Proyas is currently casting Heaven in Sydney. His first film as director since 2016’s Gods of Egypt, it’s about a man who uploads his consciousness to an apparently perfect afterlife but discovers that it’s a long way from paradise.

Proyas is also leading the judging panel for the AI film festival Omni 1.5, which takes place in Sydney’s Haymarket on July 3.

As well as planning to shoot Heaven as a hybrid AI film, Alex Proyas is judging the AI film festival Omni 1.5 next month.Steven Siewert

“What I like about generative AI is that it’s allowing a lot more filmmakers who didn’t have access to tell their original stories,” he said. “The gatekeepers have been pushed to the side for the moment.

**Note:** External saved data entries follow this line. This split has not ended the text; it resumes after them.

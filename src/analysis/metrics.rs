/// Per-run interval metrics.
///
/// Two report flavours share the segmentation step and differ in what they
/// measure per run:
///
/// - `PumpVolume`: volume pumped = run duration × a constant flow rate. A run
///   crossing local midnight is split per calendar day and each piece is
///   measured on its own clipped duration. Pieces at or below the minimum
///   volume are dropped (with the default 0.3 m³/s and 3 m³ this drops
///   anything pumping for 10 seconds or less).
/// - `FloodHeight`: the peak value observed in the run. Never split, never
///   thresholded.
///
/// A sensor with no series gets a single `NoHistoricalData` record; a sensor
/// whose series produced nothing reportable gets a single `NoActivity` record.

use chrono::{DateTime, FixedOffset, Utc};

use crate::analysis::calendar::{local_date, split_at_midnights};
use crate::analysis::segmenter::{ActiveRun, segment};
use crate::config::EngineConfig;
use crate::model::{IntervalMetric, IntervalOutcome, SensorContext, SeriesResult};

#[derive(Debug, Clone, Copy, PartialEq)]
pub enum MetricMode {
    PumpVolume {
        /// m³ per second of pumping.
        flow_rate: f64,
        /// Intervals with volume `<=` this are discarded.
        min_volume: f64,
    },
    FloodHeight,
}

impl MetricMode {
    pub fn pump_volume(engine: &EngineConfig) -> Self {
        MetricMode::PumpVolume {
            flow_rate: engine.flow_rate_m3_per_sec,
            min_volume: engine.min_volume_threshold,
        }
    }
}

fn record(context: &SensorContext, outcome: IntervalOutcome) -> IntervalMetric {
    IntervalMetric {
        sensor_id: context.sensor_id.clone(),
        quantity_id: context.quantity_id.clone(),
        sensor_label: context.sensor_label.clone(),
        location: context.location.clone(),
        institution: context.institution.clone(),
        outcome,
    }
}

fn measured(start: DateTime<Utc>, end: DateTime<Utc>, metric: f64) -> IntervalOutcome {
    IntervalOutcome::Measured {
        start,
        end,
        metric,
        duration_secs: (end - start).num_seconds(),
    }
}

/// Metric records for one run. May be empty in `PumpVolume` mode when every
/// piece falls under the minimum volume.
pub fn compute_metrics(
    run: &ActiveRun,
    context: &SensorContext,
    mode: MetricMode,
    offset: FixedOffset,
) -> Vec<IntervalMetric> {
    match mode {
        MetricMode::PumpVolume { flow_rate, min_volume } => {
            let pieces = if local_date(run.start(), offset) != local_date(run.end(), offset) {
                split_at_midnights(run.start(), run.end(), offset)
            } else {
                vec![(run.start(), run.end())]
            };

            pieces
                .into_iter()
                .filter_map(|(start, end)| {
                    let seconds = (end - start).num_milliseconds() as f64 / 1000.0;
                    let volume = seconds * flow_rate;
                    (volume > min_volume).then(|| record(context, measured(start, end, volume)))
                })
                .collect()
        }
        MetricMode::FloodHeight => {
            vec![record(context, measured(run.start(), run.end(), run.peak()))]
        }
    }
}

/// All metric records for one sensor's series, sentinels included.
pub fn compute_sensor_metrics(
    series: &SeriesResult,
    context: &SensorContext,
    gap_tolerance_minutes: u32,
    mode: MetricMode,
    offset: FixedOffset,
) -> Vec<IntervalMetric> {
    let samples = match series {
        SeriesResult::Empty => {
            return vec![record(context, IntervalOutcome::NoHistoricalData)];
        }
        SeriesResult::NonEmpty(samples) => samples,
    };

    let metrics: Vec<IntervalMetric> = segment(samples, gap_tolerance_minutes)
        .iter()
        .flat_map(|run| compute_metrics(run, context, mode, offset))
        .collect();

    if metrics.is_empty() {
        vec![record(context, IntervalOutcome::NoActivity)]
    } else {
        metrics
    }
}

// ---------------------------------------------------------------------------
// Tests
// ---------------------------------------------------------------------------

#[cfg(test)]
mod tests {
    use super::*;
    use crate::model::{ReportWindow, Sample};
    use chrono::{Duration, NaiveDate, TimeZone};

    const PUMP: MetricMode = MetricMode::PumpVolume {
        flow_rate: 0.3,
        min_volume: 3.0,
    };

    fn taipei() -> FixedOffset {
        FixedOffset::east_opt(8 * 3600).unwrap()
    }

    fn local(d: u32, h: u32, m: u32, s: u32) -> DateTime<Utc> {
        taipei()
            .with_ymd_and_hms(2024, 7, d, h, m, s)
            .unwrap()
            .with_timezone(&Utc)
    }

    fn context() -> SensorContext {
        let day = NaiveDate::from_ymd_opt(2024, 7, 1).unwrap();
        SensorContext {
            sensor_id: "ST-9".to_string(),
            sensor_label: "MPD-009".to_string(),
            quantity_id: "PQ-9".to_string(),
            location: Some("Annan District".to_string()),
            institution: Some("Tainan City".to_string()),
            window: ReportWindow::new(day, day.succ_opt().unwrap()).unwrap(),
        }
    }

    fn run_of(samples: &[Sample]) -> ActiveRun {
        let runs = segment(samples, 10);
        assert_eq!(runs.len(), 1, "fixture should be a single run");
        runs.into_iter().next().unwrap()
    }

    fn outcome_parts(metric: &IntervalMetric) -> (DateTime<Utc>, DateTime<Utc>, f64, i64) {
        match metric.outcome {
            IntervalOutcome::Measured { start, end, metric, duration_secs } => {
                (start, end, metric, duration_secs)
            }
            ref other => panic!("expected a measured record, got {:?}", other),
        }
    }

    #[test]
    fn test_pump_volume_is_duration_times_flow_rate() {
        let run = run_of(&[
            Sample::new(local(1, 8, 0, 0), 1.0),
            Sample::new(local(1, 8, 5, 0), 1.0),
            Sample::new(local(1, 8, 10, 0), 1.0),
        ]);

        let metrics = compute_metrics(&run, &context(), PUMP, taipei());

        assert_eq!(metrics.len(), 1);
        let (start, end, volume, duration) = outcome_parts(&metrics[0]);
        assert_eq!(start, local(1, 8, 0, 0));
        assert_eq!(end, local(1, 8, 10, 0));
        assert_eq!(duration, 600);
        assert!((volume - 180.0).abs() < 1e-9, "600 s × 0.3 = 180 m³, got {}", volume);
        assert_eq!(metrics[0].sensor_label, "MPD-009");
        assert_eq!(metrics[0].institution.as_deref(), Some("Tainan City"));
    }

    #[test]
    fn test_run_across_midnight_is_split_per_day() {
        let run = run_of(&[
            Sample::new(local(1, 23, 50, 0), 1.0),
            Sample::new(local(1, 23, 58, 0), 1.0),
            Sample::new(local(2, 0, 5, 0), 1.0),
            Sample::new(local(2, 0, 10, 0), 1.0),
        ]);

        let metrics = compute_metrics(&run, &context(), PUMP, taipei());

        assert_eq!(metrics.len(), 2);
        let (s1, e1, v1, d1) = outcome_parts(&metrics[0]);
        let (s2, e2, v2, d2) = outcome_parts(&metrics[1]);
        assert_eq!((s1, e1), (local(1, 23, 50, 0), local(2, 0, 0, 0)));
        assert_eq!((s2, e2), (local(2, 0, 0, 0), local(2, 0, 10, 0)));
        assert_eq!((d1, d2), (600, 600));
        assert!((v1 - 180.0).abs() < 1e-9);
        assert!((v2 - 180.0).abs() < 1e-9);
    }

    #[test]
    fn test_short_piece_after_midnight_is_discarded() {
        // 00:00:00 → 00:00:10 is 10 s = 3 m³, which is not above the threshold.
        let run = run_of(&[
            Sample::new(local(1, 23, 55, 0), 1.0),
            Sample::new(local(2, 0, 0, 10), 1.0),
        ]);

        let metrics = compute_metrics(&run, &context(), PUMP, taipei());

        assert_eq!(metrics.len(), 1, "only the pre-midnight piece survives");
        let (_, end, _, _) = outcome_parts(&metrics[0]);
        assert_eq!(end, local(2, 0, 0, 0));
    }

    #[test]
    fn test_threshold_boundary_is_exclusive() {
        let ten_seconds = run_of(&[
            Sample::new(local(1, 8, 0, 0), 1.0),
            Sample::new(local(1, 8, 0, 10), 1.0),
        ]);
        let eleven_seconds = run_of(&[
            Sample::new(local(1, 8, 0, 0), 1.0),
            Sample::new(local(1, 8, 0, 11), 1.0),
        ]);

        assert!(compute_metrics(&ten_seconds, &context(), PUMP, taipei()).is_empty());
        assert_eq!(compute_metrics(&eleven_seconds, &context(), PUMP, taipei()).len(), 1);
    }

    #[test]
    fn test_flood_height_reports_peak_without_split_or_threshold() {
        let run = run_of(&[
            Sample::new(local(1, 23, 58, 0), 12.0),
            Sample::new(local(2, 0, 2, 0), 31.5),
            Sample::new(local(2, 0, 6, 0), 20.0),
        ]);

        let metrics = compute_metrics(&run, &context(), MetricMode::FloodHeight, taipei());

        assert_eq!(metrics.len(), 1, "flood runs are never split");
        let (start, end, peak, duration) = outcome_parts(&metrics[0]);
        assert_eq!(peak, 31.5);
        assert_eq!((start, end), (local(1, 23, 58, 0), local(2, 0, 6, 0)));
        assert_eq!(duration, 480);
    }

    #[test]
    fn test_single_sample_flood_run_is_reported() {
        let run = run_of(&[Sample::new(local(1, 8, 0, 0), 4.0)]);

        let metrics = compute_metrics(&run, &context(), MetricMode::FloodHeight, taipei());

        assert_eq!(metrics.len(), 1);
        assert_eq!(outcome_parts(&metrics[0]).3, 0);
    }

    #[test]
    fn test_empty_series_is_no_historical_data() {
        let metrics = compute_sensor_metrics(&SeriesResult::Empty, &context(), 10, PUMP, taipei());

        assert_eq!(metrics.len(), 1);
        assert_eq!(metrics[0].outcome, IntervalOutcome::NoHistoricalData);
        assert_eq!(metrics[0].sensor_id, "ST-9", "sentinels keep their provenance");
    }

    #[test]
    fn test_all_inactive_series_is_no_activity() {
        let series = SeriesResult::NonEmpty(vec![
            Sample::new(local(1, 8, 0, 0), 0.0),
            Sample::new(local(1, 9, 0, 0), 0.0),
        ]);

        for mode in [PUMP, MetricMode::FloodHeight] {
            let metrics = compute_sensor_metrics(&series, &context(), 10, mode, taipei());
            assert_eq!(metrics.len(), 1);
            assert_eq!(metrics[0].outcome, IntervalOutcome::NoActivity, "mode {:?}", mode);
        }
    }

    #[test]
    fn test_runs_all_below_threshold_is_no_activity() {
        let series = SeriesResult::NonEmpty(vec![
            Sample::new(local(1, 8, 0, 0), 1.0),
            Sample::new(local(1, 12, 0, 0), 1.0),
        ]);

        let metrics = compute_sensor_metrics(&series, &context(), 10, PUMP, taipei());

        assert_eq!(metrics.len(), 1);
        assert_eq!(metrics[0].outcome, IntervalOutcome::NoActivity);
    }

    #[test]
    fn test_sensor_metrics_cover_every_run_in_order() {
        let base = local(1, 6, 0, 0);
        let series = SeriesResult::NonEmpty(
            [0, 2, 4, 30, 32, 34, 36]
                .iter()
                .map(|m| Sample::new(base + Duration::minutes(*m), 1.0))
                .collect(),
        );

        let metrics = compute_sensor_metrics(&series, &context(), 10, PUMP, taipei());

        let durations: Vec<i64> = metrics.iter().map(|m| outcome_parts(m).3).collect();
        assert_eq!(durations, vec![240, 360]);
    }
}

“Suddenly there’ll be many more new voices – young voices, diverse voices, unique voices – bringing new work and new vision to the screen. That’s why I believe in it and that’s why I’m also actively engaged in creating work deploying AI.”

Proyas said AI films had almost reached the stage of being just as convincing as traditionally made films.

“Every day something new pops up that is truly remarkable,” he said. “The tests we’ve been doing for Heaven are incredible. The line between photo reality and where AI started, which was very bad images of Will Smith eating spaghetti, is blurring more and more.

“Soon it will be invisible, just as in the early days of computer graphics ‘uncanny valley’ was awful and it took a long time for audiences to accept it as a legitimate creative storytelling tool for filmmakers. Now, of course, it’s invisible and AI will follow that same pathway. It’s inevitable.”

Proyas said Heaven still started with him writing the script and only using AI as a research tool, like an “advanced Google”.

An award winner at last year’s Omni AI film festival: Laszlo Gaal’s The Bullfighter.

“We use real actors – real human actors – and we’re on a set with a crew,” he said. “A much diminished crew, of course, because the tools allow you to do so much more [with] a leaner operation. It’s cheaper as a result because there are fewer mouths to feed in that process.

“But that opens up the possibility of more artists doing world building-type stories in a way that they wouldn’t been able to do in the past.

“So I’m on the set with my real human collaborators – my actors, my camera team, my sound team, my first AD, my script supervisor, my production designer, my costume designer – because all these people are essential to the collaborative human endeavour that I embark on.”

Will Smith in Alex Proyas’ 2004 sci-fi film I, Robot.

The film would then use propriety AI from Hollywood’s Ex Machina Studios that allowed what it calls “expansive worlds to be realised at a responsible budget while preserving the primacy of real actors, human-authored narratives and guild-aligned production practices”.

While Proyas said it was important to have a conversation about how AI was affecting “the entire fabric of commerce and life”, films from ethical filmmakers would still be human-led.

“The confusion is that people believe that ethical human creators will sit behind a computer and prompt an entire movie that wipes out the humanity and that wipes out the jobs,” he said. “Yes, there might be some people who will do that, and that may be a whole other art form that’s created.